301, 95 L.Ed. 306] (1951). In neither case, however, did the Court
adopt the Wigmore view that the communications privilege be
substituted in place of the privilege against adverse spousal
testimony. The privilege as to confidential marital communications
is not at issue in the instant case; accordingly, our holding today
does not disturb Wolfle and Blau.Id. (emphasis in original).
3. The
Court precluded her from testifying, however, as to matters which came
to her knowledge as a result of the marital relationship, expressly
preserving the confidential marital communications privilege. See
Patton, 70 Tenn. (2 Lea) at 113.
4. In fact,
the rule announced in McCormick protected not only communications made
between spouses, but also testimony relating to any fact “coming to
his or her knowledge by reason of the marital relation.” Id.
5. The
majority argues that “in an appendix to our opinion in State v.

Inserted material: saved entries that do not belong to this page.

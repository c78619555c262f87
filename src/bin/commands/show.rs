// bin/commands/show.rs

use bespin::error::BespinError;
use bespin::io::OutputStream;
use bespin::{BinnedStatistics, BinnedSummary, StatKind, StatQuery, StatTable};
use clap::Args;
use std::io::Write;
use std::path::PathBuf;

#[derive(Args)]
pub struct ShowArgs {
    /// Binned statistics file.
    #[arg(value_name = "binned.bespin")]
    pub input: PathBuf,

    /// Print the summary as JSON.
    #[arg(long, conflicts_with = "values")]
    pub json: bool,

    /// Write the statistic values as TSV, one row per bin (and channel).
    #[arg(long)]
    pub values: bool,

    /// Output file for --values (stdout if not given, gzipped if it ends with .gz).
    #[arg(short, long, requires = "values")]
    pub output: Option<PathBuf>,

    /// Only output this variable (repeatable).
    #[arg(long = "variable", value_name = "VAR", requires = "values")]
    pub variables: Vec<String>,

    /// Only output this diagnostic (repeatable).
    #[arg(long = "diagnostic", value_name = "DIAG", requires = "values")]
    pub diagnostics: Vec<String>,

    /// Only output this statistic, core or derived (repeatable).
    #[arg(long = "statistic", value_name = "STAT", requires = "values")]
    pub statistics: Vec<StatKind>,
}

pub fn run(args: ShowArgs) -> Result<(), BespinError> {
    let binned = BinnedStatistics::read(&args.input)?;

    if !args.values {
        let summary = BinnedSummary::analyze(&binned);
        if args.json {
            println!("{}", serde_json::to_string_pretty(&summary)?);
        } else {
            print!("{}", summary.generate_report());
        }
        return Ok(());
    }

    let mut query = StatQuery::all();
    for variable in &args.variables {
        query = query.variable(variable);
    }
    for diagnostic in &args.diagnostics {
        query = query.diagnostic(diagnostic);
    }
    for statistic in &args.statistics {
        query = query.statistic(*statistic);
    }
    let table = binned.get(&query)?;
    if table.is_empty() {
        return Err("No statistics match the requested variables, diagnostics and statistics".into());
    }

    let output = OutputStream::new(args.output.as_ref());
    let mut writer = output.writer()?;
    write_values(&table, &mut writer)?;
    writer.flush()?;
    Ok(())
}

/// Write a table with a column for each bin coordinate (bin centers), the
/// channel if any field has one, and each statistic.
pub fn write_values(table: &StatTable, writer: &mut dyn Write) -> Result<(), BespinError> {
    let ndims = table.dimensions.len();
    let channels = table
        .fields
        .values()
        .any(|f| f.shape.len() > ndims)
        .then(|| table.channels.clone().unwrap_or_default());

    let mut header: Vec<&str> = table.dimensions.iter().map(|d| d.name.as_str()).collect();
    if channels.is_some() {
        header.push("channel");
    }
    header.extend(table.names());
    writeln!(writer, "{}", header.join("\t"))?;

    let centers: Vec<Vec<f64>> = table.dimensions.iter().map(|d| d.centers()).collect();
    let nbins: usize = centers.iter().map(Vec::len).product();
    let nchans = channels.as_ref().map_or(1, Vec::len);

    let mut index = vec![0; ndims];
    for flat in 0..nbins {
        // Row-major, last dimension fastest
        let mut rest = flat;
        for axis in (0..ndims).rev() {
            index[axis] = rest % centers[axis].len();
            rest /= centers[axis].len();
        }
        for chan in 0..nchans {
            let mut columns = index
                .iter()
                .zip(&centers)
                .map(|(i, c)| c[*i].to_string())
                .collect::<Vec<_>>();
            if let Some(channels) = &channels {
                columns.push(channels[chan].to_string());
            }
            for field in table.fields.values() {
                let value = if field.shape.len() > ndims {
                    field.values[flat * nchans + chan]
                } else {
                    field.values[flat]
                };
                columns.push(value.to_string());
            }
            writeln!(writer, "{}", columns.join("\t"))?;
        }
    }
    Ok(())
}
// bin/commands/bin.rs

use super::{check_inputs, expand_inputs, progress_bar};
use bespin::block::with_suffix;
use bespin::error::BespinError;
use bespin::RunConfig;
use clap::Args;
use std::path::PathBuf;
use std::time::Instant;
use tracing::info;

#[derive(Args)]
pub struct BinArgs {
    /// Observation files (.tsv, .csv, optionally gzipped) or glob patterns.
    #[arg(required = true, value_name = "OBS_FILES")]
    pub inputs: Vec<String>,

    /// Output binned statistics file. The .bespin suffix is added if missing.
    #[arg(short, long, value_name = "out.bespin")]
    pub output: PathBuf,

    /// JSON run configuration. Command line values are added after it.
    #[arg(short, long, value_name = "run.json")]
    pub config: Option<PathBuf>,

    /// Filter to apply, e.g. "range:ObsValue/{variable}:200,350" (repeatable).
    #[arg(short, long = "filter", value_name = "FILTER")]
    pub filters: Vec<String>,

    /// Variable to bin (repeatable). Found from the obs file if not given.
    #[arg(short, long = "var", value_name = "VAR")]
    pub variables: Vec<String>,

    /// Diagnostic and its statistics, e.g. "ombg:count,sum,sum2" (repeatable).
    #[arg(short, long = "diag", value_name = "DIAG")]
    pub diagnostics: Vec<String>,

    /// Binning dimension, e.g. "latitude:r=10" (repeatable).
    #[arg(short, long = "bin", value_name = "BIN")]
    pub bins: Vec<String>,

    /// Name of the binned statistics. Made from the dimension names if not given.
    #[arg(short, long)]
    pub name: Option<String>,

    /// Overwrite the output file if it exists.
    #[arg(short = 'O', long)]
    pub overwrite: bool,

    /// Number of threads to use (defaults to the number of CPUs).
    #[arg(short, long)]
    pub threads: Option<usize>,
}

pub fn run(args: BinArgs) -> Result<(), BespinError> {
    let start = Instant::now();
    let inputs = expand_inputs(&args.inputs)?;
    check_inputs(&inputs, 1)?;

    // Fail before doing any work
    let output = with_suffix(&args.output);
    if output.exists() && !args.overwrite {
        return Err(BespinError::FileExists(output));
    }

    let mut config = match &args.config {
        Some(path) => RunConfig::read(path)?,
        None => RunConfig::default(),
    };
    config.extend(RunConfig {
        name: args.name,
        variables: args.variables,
        diagnostics: args.diagnostics,
        bins: args.bins,
        filters: args.filters,
    });
    let plan = config.plan()?;

    let threads = args.threads.unwrap_or_else(num_cpus::get).max(1);
    info!(
        "binning {} obs files into \"{}\" with {} threads",
        inputs.len(),
        plan.name,
        threads
    );

    let progress = progress_bar(inputs.len() as u64)?;
    let binned = plan.bin_files(&inputs, threads, |_| progress.inc(1))?;
    progress.finish_and_clear();

    let path = binned.write(&output, args.overwrite)?;
    info!("wrote {} in {:?}", path.display(), start.elapsed());
    Ok(())
}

Bush,
942 S.W.2d 489, 509 (Tenn.1997), we recognized that the common law
prior to Hurley included the use of the Adams factors.” I
respectfully disagree. Since the issue was not specifically
addressed by this Court in the Bush case, and because I am convinced
that the Court of Criminal Appeals applied an incorrect interpretation
of the statute, I would specifically overrule State v. Price to the
extent that it holds that the General Assembly intended to include the
Adams / Hurley factors in the 1995 version of the statute.
6. Looking
to the legislative history to ascertain the reason and purpose for
this change, I found references evincing an understanding by
legislators that this was a revision to current law. The four added
criteria for determining when a particular communication would be
considered privileged in criminal cases were “new” criteria that were
not present in the 1995 version of the statute. See Legislative
Tapes on House Bill 1559, Senate Bill 1485, 101st General Assembly (Second
Regular Session) (Tenn.2000) (statement by Sen. David Fowler, Senate
Judiciary Committee, May 9, 2000). There were some references to a
Supreme Court opinion that “delineated the factors under which [the]
privilege would be defined and could be waived.” Id. (Senate
Judiciary Committee, May 9, 2000; statement by Senator Fowler, Senate
Session, May 17, 2000).
JANICE M. HOLDER, J.
WILLIAM M. BARKER, J., filed a dissenting opinion,
in which ADOLPHO A. BIRCH, JR., J., joined.